Former All Black Mils Muliaina returns to where it all began in Southland
Life after rugby is as busy as ever for Mils Muliaina.
The former All Black fullback, who wore the famous black jersey in 100 tests, was back in Invercargill on Tuesday visiting family, while also passing on some of his knowledge to Southland rugby players.
His playing days came to an end last year and while some professional athletes struggle to find their feet when finishing playing, Muliaina hasn't had any trouble filling in the hours.
In fact, he could do with a few more hours in his day.
The 37-year-old is in his first year studying to be a chiropractor, he has taken on a commentary role with Sky TV, and he has launched a new Skills with Mils programme to help budding rugby players.
He has a three-week-old baby boy to help tend to at home, just to add to it all.
Muliaina didn't predict life after rugby to be as busy but he certainly isn't missing his playing days.
"To be honest, probably two or three years ago I knew I had had enough," he said.
"The body was good and it felt like I could still offer a bit but I think mentally I'd had enough.
"I had spent over 17-odd years with that being the sole focus, that is almost half my life.

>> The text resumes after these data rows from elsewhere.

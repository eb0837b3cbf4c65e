//! Error types for configuration operations.
//!
//! Loading a sign's configuration can fail on the file itself, on its
//! syntax, or on values that parse but make no sense for a sign.

use std::path::PathBuf;

/// Errors that can occur during configuration operations.
#[derive(Debug, thiserror::Error)]
pub enum ConfigError {
    /// A configuration file could not be read or written.
    #[error("failed to {action} {}: {source}", .path.display())]
    File {
        /// What was being done: `"read"` or `"write"`.
        action: &'static str,
        /// The file involved.
        path: PathBuf,
        /// The underlying I/O error.
        #[source]
        source: std::io::Error,
    },

    /// The file is not valid JSON5 or does not match the config shape.
    #[error("malformed config: {0}")]
    Parse(#[from] serde_json5::Error),

    /// The configuration could not be written out as JSON.
    #[error("cannot encode config: {0}")]
    Encode(#[from] serde_json::Error),

    /// The feed source is missing a field or is ambiguous.
    #[error("invalid feed source: {reason}")]
    InvalidFeed {
        /// The reason the feed source is invalid.
        reason: String,
    },

    /// Invalid polling interval.
    #[error("invalid polling interval: {reason}")]
    InvalidPollingInterval {
        /// The reason the interval is invalid.
        reason: String,
    },

    /// Invalid carousel timing.
    #[error("invalid carousel timing: {reason}")]
    InvalidCarousel {
        /// The reason the timing is invalid.
        reason: String,
    },

    /// The error report window is zero.
    #[error("error report ttl must be at least one second")]
    InvalidErrorTtl,

    /// Failed to determine a platform directory.
    #[error("could not determine the {0} directory")]
    NoPlatformDirectory(&'static str),
}

/// A specialized Result type for configuration operations.
pub type Result<T> = std::result::Result<T, ConfigError>;
//! # tripsim
//!
//! Content-based recommendations for restaurants, hotels and tourist places.
//!
//! Items are described by numeric feature vectors. tripsim standardizes each
//! catalog once at load time and ranks items by TS-SS distance or TSSS
//! similarity, either against one query item or against a set of preferred
//! items.
//!
//! ## Quick Start
//!
//! ### As a Server
//!
//! ```bash
//! tripsim --data-dir ./data --http-port 5000
//! ```
//!
//! ### As a Library
//!
//! ```rust
//! use std::sync::Arc;
//! use tripsim::prelude::*;
//!
//! let hotels = FeatureStore::new()
//!     .build(vec![
//!         RawRow::dense("Mena House", &[5.0, 300.0]),
//!         RawRow::dense("Steigenberger", &[4.5, 180.0]),
//!         RawRow::dense("Ibis", &[3.0, 60.0]),
//!     ])
//!     .unwrap();
//!
//! let registry = CatalogRegistry::builder()
//!     .insert(CatalogKind::Hotel, hotels)
//!     .build();
//! let recommender = Recommender::new(Arc::new(registry));
//!
//! let similar = recommender
//!     .nearest_neighbors(CatalogKind::Hotel, "Mena House", 1)
//!     .unwrap();
//! assert_eq!(similar, vec!["Steigenberger"]);
//! ```
//!
//! ## Crate Structure
//!
//! - `tripsim-core` - Catalogs, standardization, registry, errors
//! - `tripsim-similarity` - TS-SS / TSSS scores, ranking, recommender
//! - `tripsim-storage` - CSV sources and registry loading
//! - `tripsim-api` - REST API

// Re-export core types
pub use tripsim_core::{
    Catalog, CatalogKind, CatalogRegistry, Error, FeatureStore, FeatureVector, Item, RawRow,
    Result, Scaling, SchemaError,
};

// Re-export similarity
pub use tripsim_similarity::{
    ts_ss, tsss_similarity, CombinedQuery, CombinedRecommendation, Ranker, Recommender,
};

// Re-export storage
pub use tripsim_storage::{CatalogSources, SourceConfig};

// Re-export API
pub use tripsim_api::{RecommendLimits, RestApi};

/// Prelude module for convenient imports
pub mod prelude {
    pub use crate::{
        Catalog, CatalogKind, CatalogRegistry, CatalogSources, CombinedQuery, Error,
        FeatureStore, RawRow, Ranker, RecommendLimits, Recommender, RestApi, Result, Scaling,
        SourceConfig,
    };
}
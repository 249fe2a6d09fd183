//! # tripsim Storage
//!
//! Loads the catalog source files and publishes them as a
//! [`CatalogRegistry`](tripsim_core::CatalogRegistry).

pub mod loader;
pub mod manager;

pub use loader::{CsvSource, SourceConfig};
pub use manager::{CatalogSources, DEFAULT_HOTEL_FILE, DEFAULT_PLACE_FILE, DEFAULT_RESTAURANT_FILE};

So I kind of knew, I also knew I had a plan as well, that plan was to come back to New Zealand and study.
"All these other opportunities have come up and I've taken them. Now I find myself very busy, which was not what I quite expected.
"But I'm enjoying the ride as well, and if it wasn't for the skills I picked up in rugby, like managing your time properly, it would be tough."
The thought of chasing a career as a chiropractor begun for Muliaina in 2010 when he was still part of the All Blacks.
Muliaina was struggling with injuries, and it was a pulled calf muscle which had him searching for any measure which would ease his growing problems.
The All Blacks physio Peter Gallagher sent him to Ed Timmins, a chiropractor who declared he would sort Muliaina's problems in just five sessions.
Timmins lived up to his word, and from that point, Muliaina became intrigued.
Muliaina now has a long five-year haul ahead of him studying.
The rugby connection remains through his commentary role and the Skills for Mils sessions.
In regard to his commentary duties, he concedes he has had to work at it.
"I was never a watcher, I never use to like watching. The only watching I did was on the computer analysing the other team when you had to do your homework for a game.
"Also now there are so many young kids coming through, and after being overseas for a while I never even knew who they were.
"If you are put in front of a camera and asked about a particular player and you didn't know anything about them, that can be hard.
"So I've had to change that mentality and actually do my homework and watch a bit, and I've really enjoyed it."
During his time in Invercargill on Tuesday, he made a visit in to a Southland Stags training.
Muliaina spent time with assistant coach Jason Kawau working with the backline.
"I was just trying to help them with the little things without trying to change too much. And obviously being in the back three, just sharing a bit of knowledge about that and looking at some things from the weekend where they could have perhaps done a bit better.
"I actually called their game on Sunday and there is lots of talent there and you are seeing how hard they are trying.
"I've also been in environments where often the harder you try the worse it gets, in some aspects that is kind of what is happening."
Muliaina also spent time working with the Southland under-16 and under-18 teams.
"It is a chance to be able to give back in some ways, where it all began.
"I've worked with some schools in Auckland, but as a youngster growing up I begun my rugby career down here in the under-58s through to the secondary schools, I think was the last [Southland] team I played for."
"As I said to the [Stags] guys here today, I've always got a soft spot for Invercargill because it's where I was brought up."